PURPOSE. The visual evoked potential (VEP) is a frequently used noninvasive measurement of visual function. However, highamplitude variability has limited its potential for evaluating axonal damage in both laboratory and clinical research. This study was conducted to improve the reliability of VEP amplitude measurement in rats by using electroencephalogram (EEG)-based signal correction. METHODS. VEPs of Sprague-Dawley rats were recorded on three separate days within 2 weeks. The original VEP traces were normalized by EEG power spectrum, which was evaluated by Fourier transform. A comparison of intersession reproducibility and intersubject variability was made between the original and corrected signals. RESULTS. Corrected VEPs showed lower amplitude intersession within-subject SD (Sw), coefficient of variation (CoV), and repeatability (R ₉₅) than the original signals (P < 0.001).
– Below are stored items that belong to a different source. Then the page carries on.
impl JobQueue {
    pub fn new(store: Arc<dyn JobStore>) -> Self {
        Self::with_config(store, QueueConfig::default())
    }

    pub fn with_config(store: Arc<dyn JobStore>, config: QueueConfig) -> Self {
        let (events, _) = broadcast::channel(EVENT_CHANNEL_CAPACITY);
        Self {
            inner: Arc::new(QueueInner {
                store,
                registry: RwLock::new(HandlerRegistry::new()),
                config,
                events,
                workers: Mutex::new(JoinSet::new()),
                running: AtomicBool::new(false),
                shutdown: Notify::new(),
                poll_task: Mutex::new(None),
            }),
        }
    }

    pub fn store(&self) -> &Arc<dyn JobStore> {
        &self.inner.store
    }

    pub fn config(&self) -> &QueueConfig {
        &self.inner.config
    }

    /// Subscribe to lifecycle notifications. Lagging receivers miss events;
    /// dispatch never blocks on them.
    pub fn subscribe(&self) -> broadcast::Receiver<QueueEvent> {
        self.inner.events.subscribe()
    }

    pub async fn register_handler(&self, job_type: impl Into<String>, handler: JobHandler) {
        self.inner.registry.write().await.register(job_type, handler);
    }

    /// Register a plain async closure as the handler for `job_type`.
    pub async fn register_handler_fn<F, Fut>(&self, job_type: impl Into<String>, f: F)
    where
        F: Fn(Job) -> Fut + Send + Sync + 'static,
        Fut: std::future::Future<Output = Result<()>> + Send + 'static,
    {
        self.inner.registry.write().await.register_fn(job_type, f);
    }

    /// Register a handler that receives the payload deserialized into `T`.
    pub async fn register_payload_handler<T, F, Fut>(&self, job_type: impl Into<String>, f: F)
    where
        T: serde::de::DeserializeOwned + Send + 'static,
        F: Fn(T) -> Fut + Send + Sync + 'static,
        Fut: std::future::Future<Output = Result<()>> + Send + 'static,
    {
        self.inner.registry.write().await.register_payload(job_type, f);
    }

    pub async fn registered_types(&self) -> Vec<String> {
        self.inner.registry.read().await.registered_types()
    }

    /// Insert a job and lazily start the poll loop. The only operation whose
    /// store failure propagates to the caller.
    pub async fn add_job(
        &self,
        job_type: &str,
        payload: serde_json::Value,
        options: JobOptions,
    ) -> Result<JobId> {
        let scheduled_at = options.delay.map(|delay| {
            Utc::now()
                + chrono::Duration::milliseconds(delay.as_millis().min(i64::MAX as u128) as i64)
        });
        let config = &self.inner.config;
        let new_job = NewJob {
            job_type: job_type.to_string(),
            payload,
            priority: options.priority.unwrap_or(0),
            max_attempts: options.max_attempts.unwrap_or(config.default_max_attempts),
            retry_delay_ms: options
                .retry_delay
                .map(|d| d.as_millis().min(i64::MAX as u128) as i64)
                .unwrap_or(config.default_retry_delay.as_millis() as i64),
            scheduled_at,
            parent_job_id: options.parent_job_id,
        };

        let job = self.inner.store.insert_job(new_job).await?;
        info!(job_id = job.id, job_type = %job.job_type, "job added to queue");
        let _ = self.inner.events.send(QueueEvent::Added {
            id: job.id,
            job_type: job.job_type.clone(),
        });

        if !self.inner.running.load(Ordering::SeqCst) {
            self.start_processing().await;
        }

        Ok(job.id)
    }

    /// Start the dispatch loop. No-op if already running.
    pub async fn start_processing(&self) {
        if self.inner.running.swap(true, Ordering::SeqCst) {
            debug!("job processing already started");
            return;
        }

        info!(
            poll_interval_ms = self.inner.config.poll_interval.as_millis() as u64,
            max_concurrent_jobs = self.inner.config.max_concurrent_jobs,
            "job queue processing started"
        );

        let engine = Arc::clone(&self.inner);
        let handle = tokio::spawn(async move {
            let mut ticker = tokio::time::interval(engine.config.poll_interval);
            ticker.set_missed_tick_behavior(tokio::time::MissedTickBehavior::Delay);
            // The first interval tick completes immediately; consume it so
            // the first dispatch pass happens one full interval after start.
            ticker.tick().await;
            loop {
                tokio::select! {
                    _ = engine.shutdown.notified() => {}
                    _ = ticker.tick() => {}
                }
                if !engine.running.load(Ordering::SeqCst) {
                    break;
                }
                if let Err(err) = engine.tick().await {
                    error!(error = %err, "error in job processing loop");
                    if err.is_connectivity() {
                        warn!(
                            backoff_ms = engine.config.error_backoff.as_millis() as u64,
                            "store unavailable, backing off"
                        );
                        tokio::select! {
                            _ = engine.shutdown.notified() => {}
                            _ = tokio::time::sleep(engine.config.error_backoff) => {}
                        }
                        if !engine.running.load(Ordering::SeqCst) {
                            break;
                        }
                    }
                }
            }
        });
        *self.inner.poll_task.lock().await = Some(handle);
    }

    /// Stop the dispatch loop and wait for every in-flight worker task to
    /// settle before returning.
    pub async fn stop_processing(&self) {
        self.inner.running.store(false, Ordering::SeqCst);
        self.inner.shutdown.notify_one();

        if let Some(handle) = self.inner.poll_task.lock().await.take() {
            let _ = handle.await;
        }

        let mut workers = self.inner.workers.lock().await;
        let active = workers.len();
        if active > 0 {
            info!(active, "waiting for active workers to finish");
        }
        while workers.join_next().await.is_some() {}
        info!("job queue processing stopped");
    }

    pub fn is_processing(&self) -> bool {
        self.inner.running.load(Ordering::SeqCst)
    }

    /// One dispatch pass: reap settled workers, and if a slot is free, claim
    /// and launch at most one ready job. Public so tests and embedders with
    /// their own timing can drive the engine deterministically.
    pub async fn tick(&self) -> Result<()> {
        self.inner.tick().await
    }

    /// Cancel a job still in a cancellable state. Cancelling a job already
    /// running does not interrupt the handler; the worker's completion update
    /// becomes a no-op instead.
    pub async fn cancel_job(&self, id: JobId) -> Result<bool> {
        let cancelled = self.inner.store.cancel_job(id, Utc::now()).await?;
        if cancelled {
            info!(job_id = id, "job cancelled");
            let _ = self.inner.events.send(QueueEvent::Cancelled { id });
        }
        Ok(cancelled)
    }

    /// Re-queue a failed job with attempts and error reset. `None` when the
    /// job is missing or not eligible.
    pub async fn retry_job(&self, id: JobId) -> Result<Option<Job>> {
        let retried = self.inner.store.retry_job(id, Utc::now()).await?;
        if retried.is_some() {
            info!(job_id = id, "job queued for manual retry");
        }
        Ok(retried)
    }

    pub async fn cancel_jobs(&self, ids: &[JobId]) -> Result<u64> {
        let affected = self.inner.store.cancel_jobs(ids, Utc::now()).await?;
        info!(requested = ids.len(), affected, "bulk cancel");
        Ok(affected)
    }

    pub async fn retry_jobs(&self, ids: &[JobId]) -> Result<u64> {
        let affected = self.inner.store.retry_jobs(ids, Utc::now()).await?;
        info!(requested = ids.len(), affected, "bulk retry");
        Ok(affected)
    }

    pub async fn get_job(&self, id: JobId) -> Result<Option<Job>> {
        self.inner.store.get_job(id).await
    }

    pub async fn list_jobs(&self, filter: JobFilter) -> Result<Vec<Job>> {
        self.inner.store.list_jobs(filter).await
    }

    pub async fn get_stats(&self) -> Result<QueueStats> {
        let active_workers = {
            let mut workers = self.inner.workers.lock().await;
            while workers.try_join_next().is_some() {}
            workers.len()
        };
        let status_counts = self.inner.store.count_by_status().await?;
        Ok(QueueStats {
            active_workers,
            max_concurrent_jobs: self.inner.config.max_concurrent_jobs,
            is_processing: self.is_processing(),
            status_counts,
        })
    }
}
The intraclass correlation coefficient (ICC) of the corrected traces (0.90) was also better than the original potentials (0.82). For intersubject variability, the EEG-based normalization improved the CoV from 44.64% to 30.26%. A linear correlation was observed between the EEG level and the VEP amplitude (r = 0.71, P < 0.0001). CONCLUSIONS. Underlying EEG signals should be considered in measuring the VEP amplitude. In this study, a useful technique was developed for VEP data processing that could also be used for other cortical evoked potential recordings and for clinical VEP interpretation in humans.